Bone is one of the most common transplanted tissues, second only to blood. Currently, autografts and allografts are the primary choice for treating compromised bone tissue, but both suffer from drawbacks such as donor site morbidity, scarcity, immunorejection, and disease transmission. In contrast, synthetic bone grafts with intrinsic osteoinductivity and osteoconductivity could provide an easy-to-manufacture and cost-effective therapeutic strategy for treating bone defects. However, employing biomaterial-based bone grafts to accelerate regeneration of critical bone defects requires a detailed understanding of bone extracellular matrix (ECM), its role in the differentiation of stem cells into osteoblasts, and tissue homeostasis.

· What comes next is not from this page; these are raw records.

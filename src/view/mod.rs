//! Debug view
//!
//! Windowed front end for watching an encounter against the scripted challenger:
//! - Gizmo rendering of the arena, bodies, hitboxes, funnels and projectiles
//! - Boss HP bar, shown only while the encounter is active
//! - Encounter log panel
//! - Time controls (`Space` pause, `1`-`4` speed) and `R` to reset the fight

use bevy::prelude::*;
use bevy_egui::{egui, EguiContexts};

use crate::combat::animation::PoseAnimator;
use crate::combat::components::{ArenaBounds, BossHealth, Challenger, ChallengerSettings, Velocity};
use crate::combat::log::{EncounterLog, EncounterLogEventType};
use crate::combat::{reset_boss, spawn_boss, spawn_challenger, SimulationSpeed};
use crate::config::{BossKind, BossRoster};
use crate::encounter::funnels::FunnelState;
use crate::encounter::rng::GameRng;
use crate::encounter::tag::DamageTag;
use crate::encounter::Encounter;

const BOSS_HOME: Vec2 = Vec2::new(8.0, 0.0);
const CHALLENGER_HOME: Vec2 = Vec2::new(-8.0, 0.0);
/// World units to pixels
const PIXELS_PER_UNIT: f32 = 20.0;

/// Plugin for the windowed debug view
pub struct ViewPlugin {
    pub boss: BossKind,
    pub roster: BossRoster,
    pub seed: Option<u64>,
    pub challenger: ChallengerSettings,
}

/// Fight setup the view spawns from
#[derive(Resource)]
struct ViewFight {
    boss: BossKind,
    roster: BossRoster,
    challenger: ChallengerSettings,
}

impl Plugin for ViewPlugin {
    fn build(&self, app: &mut App) {
        let rng = match self.seed {
            Some(seed) => GameRng::from_seed(seed),
            None => GameRng::from_entropy(),
        };
        app.insert_resource(ViewFight {
            boss: self.boss,
            roster: self.roster.clone(),
            challenger: self.challenger.clone(),
        })
        .insert_resource(rng)
        .add_systems(Startup, setup_view)
        .add_systems(Update, (handle_time_controls, handle_reset, draw_arena))
        .add_systems(Update, (render_boss_hud, render_log_panel).chain());
    }
}

fn setup_view(
    mut commands: Commands,
    fight: Res<ViewFight>,
    mut rng: ResMut<GameRng>,
    mut log: ResMut<EncounterLog>,
) {
    commands.spawn((
        Camera2d,
        OrthographicProjection {
            scale: 1.0 / PIXELS_PER_UNIT,
            ..OrthographicProjection::default_2d()
        },
        Transform::from_xyz(0.0, 8.0, 0.0),
    ));

    spawn_boss(&mut commands, fight.boss, &fight.roster, BOSS_HOME, rng.fork());
    spawn_challenger(&mut commands, fight.challenger.clone(), CHALLENGER_HOME);

    log.clear();
    log.log(
        EncounterLogEventType::MatchEvent,
        format!("{} fight started", fight.boss.name()),
    );
}

/// Handle time control keyboard input
///
/// - `Space`: pause / resume
/// - `1`: 0.5x speed
/// - `2`: 1x speed (normal)
/// - `3`: 2x speed
/// - `4`: 3x speed
fn handle_time_controls(keyboard: Res<ButtonInput<KeyCode>>, mut sim_speed: ResMut<SimulationSpeed>) {
    let old_multiplier = sim_speed.multiplier;

    if keyboard.just_pressed(KeyCode::Space) {
        if sim_speed.is_paused() {
            sim_speed.normal_speed();
        } else {
            sim_speed.pause();
        }
    }
    if keyboard.just_pressed(KeyCode::Digit1) {
        sim_speed.half_speed();
    }
    if keyboard.just_pressed(KeyCode::Digit2) {
        sim_speed.normal_speed();
    }
    if keyboard.just_pressed(KeyCode::Digit3) {
        sim_speed.double_speed();
    }
    if keyboard.just_pressed(KeyCode::Digit4) {
        sim_speed.triple_speed();
    }

    if sim_speed.multiplier != old_multiplier {
        if sim_speed.is_paused() {
            info!("Simulation PAUSED");
        } else {
            info!("Simulation running at {}x speed", sim_speed.multiplier);
        }
    }
}

#[allow(clippy::type_complexity)]
fn handle_reset(
    keyboard: Res<ButtonInput<KeyCode>>,
    mut bosses: Query<
        (&mut Encounter, &mut BossHealth, &mut PoseAnimator, &mut Transform, &mut Velocity),
        Without<Challenger>,
    >,
    mut challengers: Query<(&mut Challenger, &mut Transform, &mut Velocity), Without<Encounter>>,
    mut log: ResMut<EncounterLog>,
) {
    if !keyboard.just_pressed(KeyCode::KeyR) {
        return;
    }
    for (mut encounter, mut health, mut animator, mut transform, mut velocity) in bosses.iter_mut() {
        reset_boss(&mut encounter, &mut health, &mut animator, &mut transform, BOSS_HOME);
        velocity.0 = Vec2::ZERO;
    }
    for (mut challenger, mut transform, mut velocity) in challengers.iter_mut() {
        *challenger = Challenger::new(challenger.settings.clone());
        transform.translation = CHALLENGER_HOME.extend(0.0);
        velocity.0 = Vec2::ZERO;
    }
    log.clear();
    log.log(EncounterLogEventType::Lifecycle, "Fight reset".to_string());
}

fn tag_color(tag: DamageTag) -> Color {
    match tag {
        DamageTag::Immune => Color::srgb(0.5, 0.5, 0.6),
        DamageTag::Damageable => Color::srgb(0.9, 0.25, 0.2),
    }
}

fn draw_arena(
    mut gizmos: Gizmos,
    bounds: Res<ArenaBounds>,
    bosses: Query<(&Transform, &Encounter)>,
    challengers: Query<(&Transform, &Challenger)>,
) {
    let area = bounds.0;
    gizmos.rect_2d(area.center(), area.size(), Color::srgb(0.3, 0.3, 0.35));
    gizmos.line_2d(
        Vec2::new(area.min.x, 0.0),
        Vec2::new(area.max.x, 0.0),
        Color::srgb(0.4, 0.35, 0.3),
    );

    for (transform, challenger) in challengers.iter() {
        let color = if challenger.invulnerable_for > 0.0 {
            Color::srgb(0.6, 0.8, 1.0)
        } else {
            Color::srgb(0.2, 0.5, 0.9)
        };
        gizmos.circle_2d(transform.translation.truncate(), challenger.settings.radius, color);
    }

    for (transform, encounter) in bosses.iter() {
        let origin = transform.translation.truncate();
        let settings = encounter.settings();
        gizmos.circle_2d(origin, settings.body_radius, tag_color(encounter.hitboxes().body()));

        if !encounter.is_active() {
            // Activation range while dormant
            if !encounter.is_defeated() {
                gizmos.circle_2d(origin, settings.activation_range, Color::srgba(1.0, 1.0, 1.0, 0.1));
            }
            continue;
        }

        for part in encounter.hitboxes().parts() {
            let Some(part_settings) = settings.part(part.part) else {
                continue;
            };
            if part.visible {
                let center = origin
                    + Vec2::new(part_settings.offset[0] * encounter.facing(), part_settings.offset[1]);
                gizmos.circle_2d(center, part_settings.radius, tag_color(part.tag));
            }
        }

        let funnel_radius = encounter.funnels().settings().radius;
        for funnel in encounter.funnels().funnels() {
            if !funnel.active {
                continue;
            }
            let color = match funnel.state {
                FunnelState::Attacking => tag_color(funnel.tag),
                FunnelState::Returning => Color::srgb(0.8, 0.7, 0.2),
                _ => Color::srgb(0.6, 0.6, 0.8),
            };
            gizmos.circle_2d(funnel.position, funnel_radius, color);
        }

        for shot in encounter.projectiles().iter() {
            gizmos.circle_2d(shot.position, shot.radius, tag_color(shot.tag));
        }
    }
}

/// Boss name and HP bar across the top of the screen while the encounter is active
fn render_boss_hud(
    mut contexts: EguiContexts,
    bosses: Query<(&Encounter, &BossHealth)>,
    sim_speed: Res<SimulationSpeed>,
) {
    let Some(ctx) = contexts.try_ctx_mut() else { return; };

    egui::TopBottomPanel::top("boss_hud")
        .frame(egui::Frame::none().fill(egui::Color32::from_black_alpha(160)).inner_margin(egui::Margin::same(8.0)))
        .show(ctx, |ui| {
            for (encounter, health) in bosses.iter() {
                if !encounter.is_active() {
                    continue;
                }
                let ratio = if health.max > 0.0 { health.current / health.max } else { 0.0 };
                ui.horizontal(|ui| {
                    ui.label(
                        egui::RichText::new(encounter.kind().name())
                            .size(18.0)
                            .color(egui::Color32::from_rgb(230, 204, 153)),
                    );
                    ui.add(
                        egui::ProgressBar::new(ratio)
                            .desired_width(400.0)
                            .fill(egui::Color32::from_rgb(170, 40, 40))
                            .text(format!("{:.0} / {:.0}", health.current, health.max)),
                    );
                    ui.label(
                        egui::RichText::new(encounter.command().label())
                            .size(14.0)
                            .color(egui::Color32::from_rgb(180, 180, 180)),
                    );
                });
            }

            let speed_text = if sim_speed.is_paused() {
                "PAUSED".to_string()
            } else {
                format!("{}x", sim_speed.multiplier)
            };
            ui.label(egui::RichText::new(speed_text).size(12.0));
        });
}

/// Scrollable encounter log, color-coded by event type
fn render_log_panel(mut contexts: EguiContexts, log: Res<EncounterLog>) {
    let Some(ctx) = contexts.try_ctx_mut() else { return; };

    egui::SidePanel::left("encounter_log")
        .default_width(320.0)
        .resizable(true)
        .frame(egui::Frame::side_top_panel(&ctx.style())
            .fill(egui::Color32::from_black_alpha(180))
            .stroke(egui::Stroke::NONE))
        .show(ctx, |ui| {
            egui::ScrollArea::vertical()
                .auto_shrink([false, false])
                .stick_to_bottom(true)
                .show(ui, |ui| {
                    for entry in &log.entries {
                        let color = match entry.event_type {
                            EncounterLogEventType::Damage => egui::Color32::from_rgb(255, 180, 180),
                            EncounterLogEventType::Lifecycle => egui::Color32::from_rgb(200, 200, 100),
                            EncounterLogEventType::Command => egui::Color32::from_rgb(180, 220, 255),
                            EncounterLogEventType::MatchEvent => egui::Color32::from_rgb(200, 200, 100),
                            _ => egui::Color32::from_rgb(200, 200, 200),
                        };
                        ui.label(
                            egui::RichText::new(format!("[{:>5.1}s] {}", entry.timestamp, entry.message))
                                .size(12.0)
                                .color(color),
                        );
                    }
                });
        });
}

Recently, we have developed novel, synthetic bone-like ECM structures using principles of biomineralization. Thus-formed biomineralized matrices recapitulate various attributes of native bone ECM. Our ongoing studies involving human mesenchymal stem cells indicate that the biomimetic matrix directed their osteogenic differentiation both in vitro and in vivo. Furthermore, we have employed the biomineralized matrices as an “artificial niche” to understand the mechanism by which mineralized matrices induces osteogenic differentiation commitment of stem cells.